- **Task objective**
Keyword search on "Option": report each line of the records that contains it.

- **Records for the task**
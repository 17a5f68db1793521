use std::collections::BTreeMap;

use chrono::{DateTime, Utc};
use serde::{Deserialize, Serialize};

use crate::composite::CompositeSpec;

#[derive(Debug, Clone, Copy, Default, PartialEq, Eq, Serialize, Deserialize)]
pub enum Phase {
    #[default]
    Pending,
    InvalidConfiguration,
    BackingOff,
    Updated,
}

#[derive(Debug, Clone, Copy, PartialEq, Eq, Serialize, Deserialize)]
pub enum ConditionStatus {
    Completed,
    Failed,
}

#[derive(Debug, Clone, PartialEq, Eq, Serialize, Deserialize)]
#[serde(rename_all = "camelCase")]
pub struct Condition {
    pub status: ConditionStatus,
    pub reason: String,
    #[serde(default)]
    pub message: String,
    pub last_transition_time: DateTime<Utc>,
}

impl Condition {
    pub fn completed(reason: impl Into<String>) -> Self {
        Self {
            status: ConditionStatus::Completed,
            reason: reason.into(),
            message: String::new(),
            last_transition_time: Utc::now(),
        }
    }

    pub fn failed(reason: impl Into<String>, message: impl Into<String>) -> Self {
        Self {
            status: ConditionStatus::Failed,
            reason: reason.into(),
            message: message.into(),
            last_transition_time: Utc::now(),
        }
    }

    pub fn is_completed(&self) -> bool {
        self.status == ConditionStatus::Completed
    }
}

#[derive(Debug, Clone, Default, PartialEq, Eq, Serialize, Deserialize)]
#[serde(rename_all = "camelCase")]
pub struct ResourceStatus {
    #[serde(default)]
    pub phase: Phase,
    /// Keyed by step name.
    #[serde(default)]
    pub conditions: BTreeMap<String, Condition>,
    /// Spec the recorded conditions were produced for.
    #[serde(default, skip_serializing_if = "Option::is_none")]
    pub observed_spec: Option<CompositeSpec>,
}

impl ResourceStatus {
    pub fn is_step_completed(&self, step: &str) -> bool {
        self.conditions.get(step).is_some_and(Condition::is_completed)
    }

    pub fn record(&mut self, step: &str, condition: Condition) {
        // keep the original transition time when nothing changed
        if let Some(prev) = self.conditions.get(step)
            && prev.status == condition.status
            && prev.reason == condition.reason
            && prev.message == condition.message
        {
            return;
        }
        self.conditions.insert(step.to_string(), condition);
    }
}

#[derive(Debug, Clone, Default, PartialEq, Eq, Serialize, Deserialize)]
pub struct ObjectMeta {
    pub name: String,
    #[serde(default, skip_serializing_if = "Option::is_none")]
    pub namespace: Option<String>,
}

/// Persistent resource a composite is declared with.
#[derive(Debug, Clone, Default, PartialEq, Eq, Serialize, Deserialize)]
pub struct CompositeResource {
    pub metadata: ObjectMeta,
    pub spec: CompositeSpec,
    #[serde(default)]
    pub status: ResourceStatus,
}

- **Solution**
    #[serde(default, skip_serializing_if = "Option::is_none")]
    pub observed_spec: Option<CompositeSpec>,
    #[serde(default, skip_serializing_if = "Option::is_none")]
    pub namespace: Option<String>,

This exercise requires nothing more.